§ **GIVEN RECORDS**:
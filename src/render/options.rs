//! Rendering options and configuration.

use std::path::{Path, PathBuf};

/// Options for rendering a document.
#[derive(Debug, Clone)]
pub struct RenderOptions {
    /// Check that every referenced image exists before rendering
    pub verify_images: bool,

    /// Directory image paths are resolved against (defaults to the
    /// current directory)
    pub image_root: Option<PathBuf>,

    /// Emit images as HTML `<img>` tags of this width instead of
    /// Markdown links
    pub html_image_width: Option<u32>,
}

impl RenderOptions {
    /// Create new render options with defaults.
    pub fn new() -> Self {
        Self::default()
    }

    /// Enable or disable the image existence check.
    pub fn with_verify_images(mut self, verify: bool) -> Self {
        self.verify_images = verify;
        self
    }

    /// Set the directory image paths are resolved against.
    pub fn with_image_root(mut self, root: impl Into<PathBuf>) -> Self {
        self.image_root = Some(root.into());
        self
    }

    /// Render images as HTML tags with a fixed pixel width.
    pub fn with_html_images(mut self, width: u32) -> Self {
        self.html_image_width = Some(width);
        self
    }

    /// Location on disk of an image referenced as `path`.
    pub fn resolve_image(&self, path: &str) -> PathBuf {
        match &self.image_root {
            Some(root) => root.join(path),
            None => Path::new(path).to_path_buf(),
        }
    }
}

impl Default for RenderOptions {
    fn default() -> Self {
        Self {
            verify_images: true,
            image_root: None,
            html_image_width: None,
        }
    }
}
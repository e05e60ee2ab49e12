//! Shared data models for the vexport media export core.
//!
//! This crate provides Serde-serializable types for:
//! - Encode settings (codec, preset, quality, geometry)
//! - Cut ranges and timestamp parsing
//! - Export checkpoint records with checksum validation

pub mod checkpoint;
pub mod encode;
pub mod range;
pub mod timestamp;

// Re-export common types
pub use checkpoint::{ExportCheckpoint, CHECKPOINT_FILE_NAME};
pub use encode::{AudioCodec, EncodeSpec, EncodeSpecError, Preset, VideoCodec};
pub use range::CutRange;
pub use timestamp::{format_timestamp, parse_timestamp, TimestampError};
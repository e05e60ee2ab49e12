//! Metrics emitted by the media core.
//!
//! Only the `metrics` facade is used here; installing a recorder is left to
//! the host process.

use ::metrics::{counter, histogram};

/// Metric names as constants for consistency.
pub mod names {
    // Pipeline
    pub const STAGE_INVOCATIONS_TOTAL: &str = "vexport_stage_invocations_total";
    pub const STAGE_ERRORS_TOTAL: &str = "vexport_stage_errors_total";
    pub const STAGE_DURATION_SECONDS: &str = "vexport_stage_duration_seconds";

    // Encoder
    pub const ENCODER_RUNS_TOTAL: &str = "vexport_encoder_runs_total";
    pub const ENCODER_FAILURES_TOTAL: &str = "vexport_encoder_failures_total";
    pub const ENCODER_DURATION_SECONDS: &str = "vexport_encoder_duration_seconds";

    // Memory maps
    pub const MMAP_CACHE_HITS_TOTAL: &str = "vexport_mmap_cache_hits_total";
    pub const MMAP_CACHE_MISSES_TOTAL: &str = "vexport_mmap_cache_misses_total";
    pub const MMAP_EVICTIONS_TOTAL: &str = "vexport_mmap_evictions_total";

    // Resource cleanup
    pub const RESOURCES_RELEASED_TOTAL: &str = "vexport_resources_released_total";
    pub const RESOURCE_RELEASE_FAILURES_TOTAL: &str = "vexport_resource_release_failures_total";
}

/// Record one stage invocation.
pub fn record_stage(pipeline: &str, stage: &str, duration_secs: f64, failed: bool) {
    let labels = [
        ("pipeline", pipeline.to_string()),
        ("stage", stage.to_string()),
    ];
    counter!(names::STAGE_INVOCATIONS_TOTAL, &labels).increment(1);
    histogram!(names::STAGE_DURATION_SECONDS, &labels).record(duration_secs);
    if failed {
        counter!(names::STAGE_ERRORS_TOTAL, &labels).increment(1);
    }
}

/// Record one encoder process run.
pub fn record_encoder_run(operation: &str, duration_secs: f64, success: bool) {
    let labels = [("operation", operation.to_string())];
    counter!(names::ENCODER_RUNS_TOTAL, &labels).increment(1);
    histogram!(names::ENCODER_DURATION_SECONDS, &labels).record(duration_secs);
    if !success {
        counter!(names::ENCODER_FAILURES_TOTAL, &labels).increment(1);
    }
}

pub fn record_mmap_hit() {
    counter!(names::MMAP_CACHE_HITS_TOTAL).increment(1);
}

pub fn record_mmap_miss() {
    counter!(names::MMAP_CACHE_MISSES_TOTAL).increment(1);
}

pub fn record_mmap_eviction() {
    counter!(names::MMAP_EVICTIONS_TOTAL).increment(1);
}

/// Record the outcome of a cleanup pass.
pub fn record_cleanup(released: usize, failed: usize) {
    counter!(names::RESOURCES_RELEASED_TOTAL).increment(released as u64);
    if failed > 0 {
        counter!(names::RESOURCE_RELEASE_FAILURES_TOTAL).increment(failed as u64);
    }
}
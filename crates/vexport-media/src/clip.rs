//! Cut and concatenate operations.
//!
//! Both default to stream copy, so media samples pass through bit-exact
//! and no CPU is spent re-encoding. Pass an [`EncodeSpec`] to re-encode.
//!
//! [`CutStage`] and [`ConcatStage`] wrap the same operations as pipeline
//! stages over a [`MediaJob`], e.g.:
//!
//! ```rust,ignore
//! let pipeline = Pipeline::new("export")
//!     .add_stage(ProcessingStage::media(CutStage::new(encoder.clone(), ranges, work_dir)))
//!     .add_stage(ProcessingStage::media(ConcatStage::new(encoder, "out.mp4")));
//! let job = pipeline.execute(MediaJob::new("source.mp4"))?;
//! ```

use std::fs;
use std::path::{Path, PathBuf};

use tracing::{info, warn};

use vexport_models::{CutRange, EncodeSpec};

use crate::command::{Encoder, EncoderConfig};
use crate::error::{MediaError, MediaResult};
use crate::mmap::FrameLayout;
use crate::pipeline::{MediaStage, StageError, Transform};

/// Name of the concat list written for each concat run.
const CONCAT_LIST_NAME: &str = "concat_list.txt";

impl Encoder {
    /// Stream-copy `duration` seconds of `input` starting at `start`.
    pub fn cut(
        &self,
        input: impl AsRef<Path>,
        output: impl AsRef<Path>,
        start: f64,
        duration: f64,
    ) -> MediaResult<PathBuf> {
        self.cut_with_spec(input, output, start, duration, &EncodeSpec::stream_copy())
    }

    /// Cut a sub-range, encoding according to `spec`.
    ///
    /// Output timestamps are shifted to start at zero.
    pub fn cut_with_spec(
        &self,
        input: impl AsRef<Path>,
        output: impl AsRef<Path>,
        start: f64,
        duration: f64,
        spec: &EncodeSpec,
    ) -> MediaResult<PathBuf> {
        let input = input.as_ref();
        let output = output.as_ref();

        require_file(input)?;
        if !start.is_finite() || start < 0.0 {
            return Err(MediaError::invalid_input(format!("invalid cut start {start}")));
        }
        if !duration.is_finite() || duration <= 0.0 {
            return Err(MediaError::invalid_input(format!("invalid cut duration {duration}")));
        }
        spec.validate()?;
        ensure_parent(output)?;

        info!(
            "Cutting: {} -> {} (start: {:.3}s, duration: {:.3}s)",
            input.display(),
            output.display(),
            start,
            duration
        );

        let cmd = self
            .command(output)
            .input(input)
            .seek(start)
            .duration(duration)
            .encode_spec(spec)
            .output_args(["-avoid_negative_ts", "make_zero"]);

        self.execute_labeled("cut", &cmd.build_args())?;
        Ok(output.to_path_buf())
    }

    /// Stream-copy `inputs`, in order, into one `output`.
    pub fn concat<P: AsRef<Path>>(&self, inputs: &[P], output: impl AsRef<Path>) -> MediaResult<PathBuf> {
        self.concat_with_spec(inputs, output, &EncodeSpec::stream_copy())
    }

    /// Concatenate `inputs` through a concat list, encoding per `spec`.
    ///
    /// The list lives in a managed temp directory that is removed when this
    /// call returns, whatever the outcome.
    pub fn concat_with_spec<P: AsRef<Path>>(
        &self,
        inputs: &[P],
        output: impl AsRef<Path>,
        spec: &EncodeSpec,
    ) -> MediaResult<PathBuf> {
        let output = output.as_ref();
        if inputs.is_empty() {
            return Err(MediaError::invalid_input("concat needs at least one input"));
        }
        for input in inputs {
            require_file(input.as_ref())?;
        }
        spec.validate()?;
        ensure_parent(output)?;

        info!("Concatenating {} inputs -> {}", inputs.len(), output.display());

        let scope = self.resources().scope("concat");
        let list_dir = scope.create_temp_dir("concat")?;
        let list_path = list_dir.join(CONCAT_LIST_NAME);
        fs::write(&list_path, concat_list(inputs)?)?;

        let cmd = self
            .command(output)
            .input_args(["-f", "concat", "-safe", "0"])
            .input(&list_path)
            .encode_spec(spec);

        let result = self.execute_labeled("concat", &cmd.build_args());
        let report = scope.finish();
        for err in &report.errors {
            warn!(error = %err, "Failed to remove concat artifacts");
        }

        result?;
        Ok(output.to_path_buf())
    }

    /// Decode `input` into a packed `rgb24` raw frame file scaled to
    /// `width`x`height`, ready for [`MmapEngine::map_frames`](crate::mmap::MmapEngine::map_frames).
    pub fn extract_raw_frames(
        &self,
        input: impl AsRef<Path>,
        output: impl AsRef<Path>,
        width: u32,
        height: u32,
    ) -> MediaResult<FrameLayout> {
        let input = input.as_ref();
        let output = output.as_ref();
        require_file(input)?;
        if width == 0 || height == 0 {
            return Err(MediaError::invalid_input("frame size must be non-zero"));
        }
        ensure_parent(output)?;

        let cmd = self
            .command(output)
            .input(input)
            .output_args(["-an", "-f", "rawvideo", "-pix_fmt", "rgb24"])
            .output_args(["-s".to_string(), format!("{width}x{height}")]);

        self.execute_labeled("extract_raw_frames", &cmd.build_args())?;
        Ok(FrameLayout::rgb24(width as usize, height as usize))
    }
}

/// Cut using the encoder found on `PATH`.
pub fn cut(
    input: impl AsRef<Path>,
    output: impl AsRef<Path>,
    start: f64,
    duration: f64,
) -> MediaResult<PathBuf> {
    Encoder::locate(EncoderConfig::default())?.cut(input, output, start, duration)
}

/// Concatenate using the encoder found on `PATH`.
pub fn concat<P: AsRef<Path>>(inputs: &[P], output: impl AsRef<Path>) -> MediaResult<PathBuf> {
    Encoder::locate(EncoderConfig::default())?.concat(inputs, output)
}

/// Segment file name used for numbered cut outputs.
pub fn segment_path(dir: &Path, index: usize, extension: &str) -> PathBuf {
    dir.join(format!("seg_{index:04}.{extension}"))
}

/// File extension of `path`, defaulting to `mp4`.
pub fn media_extension(path: &Path) -> &str {
    path.extension().and_then(|e| e.to_str()).unwrap_or("mp4")
}

fn require_file(path: &Path) -> MediaResult<()> {
    if path.is_file() {
        Ok(())
    } else {
        Err(MediaError::FileNotFound(path.to_path_buf()))
    }
}

fn ensure_parent(path: &Path) -> MediaResult<()> {
    match path.parent() {
        Some(parent) if !parent.as_os_str().is_empty() => fs::create_dir_all(parent).map_err(|e| {
            MediaError::configuration(format!("Output directory {} is not writable: {e}", parent.display()))
        }),
        _ => Ok(()),
    }
}

/// Concat demuxer list: one `file '<path>'` line per input, absolute paths,
/// single quotes escaped.
fn concat_list<P: AsRef<Path>>(inputs: &[P]) -> MediaResult<String> {
    let mut list = String::new();
    for input in inputs {
        let path = fs::canonicalize(input.as_ref())?;
        let escaped = path.to_string_lossy().replace('\'', r"'\''");
        list.push_str(&format!("file '{escaped}'\n"));
    }
    Ok(list)
}

/// Payload flowing through media stages: the files produced so far.
#[derive(Debug, Clone, Default, PartialEq)]
pub struct MediaJob {
    pub files: Vec<PathBuf>,
}

impl MediaJob {
    pub fn new(source: impl Into<PathBuf>) -> Self {
        Self {
            files: vec![source.into()],
        }
    }
}

/// Cuts each range out of the job's first file into numbered segments.
#[derive(Debug, Clone)]
pub struct CutStage {
    encoder: Encoder,
    ranges: Vec<CutRange>,
    work_dir: PathBuf,
    spec: EncodeSpec,
}

impl CutStage {
    pub fn new(encoder: Encoder, ranges: Vec<CutRange>, work_dir: impl Into<PathBuf>) -> Self {
        Self {
            encoder,
            ranges,
            work_dir: work_dir.into(),
            spec: EncodeSpec::stream_copy(),
        }
    }

    pub fn with_spec(mut self, spec: EncodeSpec) -> Self {
        self.spec = spec;
        self
    }
}

impl Transform<MediaJob> for CutStage {
    fn name(&self) -> &str {
        "cut"
    }

    fn apply(&self, job: MediaJob) -> Result<MediaJob, StageError> {
        let source = job
            .files
            .first()
            .ok_or_else(|| MediaError::invalid_input("cut stage received no input file"))?;
        let extension = media_extension(source);

        let mut segments = Vec::with_capacity(self.ranges.len());
        for (index, range) in self.ranges.iter().enumerate() {
            let output = segment_path(&self.work_dir, index, extension);
            segments.push(self.encoder.cut_with_spec(
                source,
                &output,
                range.start,
                range.duration(),
                &self.spec,
            )?);
        }
        Ok(MediaJob { files: segments })
    }
}

impl MediaStage<MediaJob> for CutStage {
    fn operation(&self) -> &'static str {
        "cut"
    }
}

/// Concatenates all of the job's files into one output.
#[derive(Debug, Clone)]
pub struct ConcatStage {
    encoder: Encoder,
    output: PathBuf,
    spec: EncodeSpec,
}

impl ConcatStage {
    pub fn new(encoder: Encoder, output: impl Into<PathBuf>) -> Self {
        Self {
            encoder,
            output: output.into(),
            spec: EncodeSpec::stream_copy(),
        }
    }

    pub fn with_spec(mut self, spec: EncodeSpec) -> Self {
        self.spec = spec;
        self
    }
}

impl Transform<MediaJob> for ConcatStage {
    fn name(&self) -> &str {
        "concat"
    }

    fn apply(&self, job: MediaJob) -> Result<MediaJob, StageError> {
        let output = self
            .encoder
            .concat_with_spec(&job.files, &self.output, &self.spec)?;
        Ok(MediaJob::new(output))
    }
}

impl MediaStage<MediaJob> for ConcatStage {
    fn operation(&self) -> &'static str {
        "concat"
    }
}
impl Encoder {
    /// Resolve the executables. A missing ffmpeg is a configuration error.
    pub fn locate(config: EncoderConfig) -> MediaResult<Self> {
        let ffmpeg = resolve_executable("ffmpeg", config.ffmpeg_path.as_deref())?;
        // ffprobe is only needed for probing; resolve lazily on failure.
        let ffprobe = resolve_executable("ffprobe", config.ffprobe_path.as_deref()).ok();
        let resources = match &config.temp_root {
            Some(root) => ResourceManager::with_temp_root(root),
            None => ResourceManager::new(),
        };

        info!(ffmpeg = %ffmpeg.display(), "Located encoder");
        Ok(Self {
            ffmpeg,
            ffprobe,
            config,
            resources,
        })
    }

    /// Share an existing resource manager for intermediate artifacts.
    pub fn with_resources(mut self, resources: ResourceManager) -> Self {
        self.resources = resources;
        self
    }

    pub fn ffmpeg_path(&self) -> &Path {
        &self.ffmpeg
    }

    pub fn ffprobe_path(&self) -> MediaResult<&Path> {
        self.ffprobe
            .as_deref()
            .ok_or_else(|| MediaError::configuration("ffprobe executable not found"))
    }

    pub fn config(&self) -> &EncoderConfig {
        &self.config
    }

    pub fn resources(&self) -> &ResourceManager {
        &self.resources
    }

    /// Start a command using the configured log level.
    pub fn command(&self, output: impl AsRef<Path>) -> FfmpegCommand {
        FfmpegCommand::with_output(output).log_level(self.config.log_level.clone())
    }

    /// Run the encoder to completion, capturing all output.
    ///
    /// Blocks for the whole run. A non-zero exit is an
    /// [`EncodeExecution`](MediaError::EncodeExecution) error; it is never
    /// retried.
    pub fn execute(&self, argv: &[String]) -> MediaResult<EncoderOutput> {
        self.execute_labeled("execute", argv)
    }

    /// Build and run `cmd`.
    pub fn run(&self, cmd: &FfmpegCommand) -> MediaResult<EncoderOutput> {
        self.execute(&cmd.build_args())
    }

    pub(crate) fn execute_labeled(&self, operation: &str, argv: &[String]) -> MediaResult<EncoderOutput> {
        debug!(operation, "Running: {} {}", self.ffmpeg.display(), argv.join(" "));
        let started = Instant::now();

        let output = std::process::Command::new(&self.ffmpeg)
            .args(argv)
            .stdin(Stdio::null())
            .output()
            .map_err(|e| self.spawn_error(e))?;

        self.finish(operation, argv, output, started.elapsed())
    }

    /// Async variant of [`execute`](Self::execute).
    ///
    /// The child is killed when the configured timeout elapses or `cancel`
    /// flips to `true`.
    pub async fn execute_async(
        &self,
        argv: &[String],
        cancel: Option<watch::Receiver<bool>>,
    ) -> MediaResult<EncoderOutput> {
        debug!("Running async: {} {}", self.ffmpeg.display(), argv.join(" "));
        let started = Instant::now();

        let child = tokio::process::Command::new(&self.ffmpeg)
            .args(argv)
            .stdin(Stdio::null())
            .stdout(Stdio::piped())
            .stderr(Stdio::piped())
            .kill_on_drop(true)
            .spawn()
            .map_err(|e| self.spawn_error(e))?;

        // Dropping the output future drops the child, which kills it.
        let output = child.wait_with_output();
        tokio::pin!(output);

        let timeout = async {
            match self.config.timeout_secs {
                Some(secs) => tokio::time::sleep(Duration::from_secs(secs)).await,
                None => std::future::pending().await,
            }
        };

        let output = tokio::select! {
            result = &mut output => result?,
            _ = wait_cancelled(cancel) => {
                info!("Encoder cancelled, killing process");
                return Err(MediaError::Cancelled);
            }
            _ = timeout => {
                let secs = self.config.timeout_secs.unwrap_or_default();
                warn!("Encoder timed out after {} seconds, killing process", secs);
                return Err(MediaError::Timeout(secs));
            }
        };

        self.finish("execute_async", argv, output, started.elapsed())
    }

    fn spawn_error(&self, e: std::io::Error) -> MediaError {
        if e.kind() == ErrorKind::NotFound {
            MediaError::configuration(format!("ffmpeg not found at {}", self.ffmpeg.display()))
        } else {
            MediaError::Io(e)
        }
    }

    fn finish(
        &self,
        operation: &str,
        argv: &[String],
        output: Output,
        elapsed: Duration,
    ) -> MediaResult<EncoderOutput> {
        let success = output.status.success();
        metrics::record_encoder_run(operation, elapsed.as_secs_f64(), success);

        let result = EncoderOutput {
            stdout: String::from_utf8_lossy(&output.stdout).into_owned(),
            stderr: String::from_utf8_lossy(&output.stderr).into_owned(),
            exit_code: output.status.code(),
        };

        if success {
            debug!(operation, elapsed_ms = elapsed.as_millis() as u64, "Encoder finished");
            return Ok(result);
        }

        warn!(
            operation,
            exit_code = ?result.exit_code,
            "Encoder exited with failure"
        );
        Err(MediaError::EncodeExecution {
            command: format!("{} {}", self.ffmpeg.display(), argv.join(" ")),
            stdout: result.stdout,
            stderr: result.stderr,
            exit_code: result.exit_code,
        })
    }
}

async fn wait_cancelled(cancel: Option<watch::Receiver<bool>>) {
    let Some(mut rx) = cancel else {
        return std::future::pending().await;
    };
    while !*rx.borrow_and_update() {
        if rx.changed().await.is_err() {
            // Sender gone; cancellation can no longer happen.
            return std::future::pending().await;
        }
    }
}

fn resolve_executable(name: &str, configured: Option<&Path>) -> MediaResult<PathBuf> {
    match configured {
        Some(path) if path.is_file() => Ok(path.to_path_buf()),
        Some(path) => Err(MediaError::configuration(format!(
            "{name} not found at configured path {}",
            path.display()
        ))),
        None => which::which(name)
            .map_err(|_| MediaError::configuration(format!("{name} executable not found on PATH"))),
    }
}

/// Check if FFmpeg is available.
pub fn check_ffmpeg() -> MediaResult<PathBuf> {
    resolve_executable("ffmpeg", None)
}

/// Check if FFprobe is available.
pub fn check_ffprobe() -> MediaResult<PathBuf> {
    resolve_executable("ffprobe", None)
}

§ **ACTIVITY**: Only the lines from the beginning of the entries through the line bearing "impl Default for" should be returned, each exactly as written.

§ **FINISHED TASK**:
filename src/render/options.rs
//! Rendering options and configuration.

use std::path::{Path, PathBuf};

/// Options for rendering a document.
#[derive(Debug, Clone)]
pub struct RenderOptions {
    /// Check that every referenced image exists before rendering
    pub verify_images: bool,

    /// Directory image paths are resolved against (defaults to the
    /// current directory)
    pub image_root: Option<PathBuf>,

    /// Emit images as HTML `<img>` tags of this width instead of
    /// Markdown links
    pub html_image_width: Option<u32>,
}

impl RenderOptions {
    /// Create new render options with defaults.
    pub fn new() -> Self {
        Self::default()
    }

    /// Enable or disable the image existence check.
    pub fn with_verify_images(mut self, verify: bool) -> Self {
        self.verify_images = verify;
        self
    }

    /// Set the directory image paths are resolved against.
    pub fn with_image_root(mut self, root: impl Into<PathBuf>) -> Self {
        self.image_root = Some(root.into());
        self
    }

    /// Render images as HTML tags with a fixed pixel width.
    pub fn with_html_images(mut self, width: u32) -> Self {
        self.html_image_width = Some(width);
        self
    }

    /// Location on disk of an image referenced as `path`.
    pub fn resolve_image(&self, path: &str) -> PathBuf {
        match &self.image_root {
            Some(root) => root.join(path),
            None => Path::new(path).to_path_buf(),
        }
    }
}

impl Default for RenderOptions {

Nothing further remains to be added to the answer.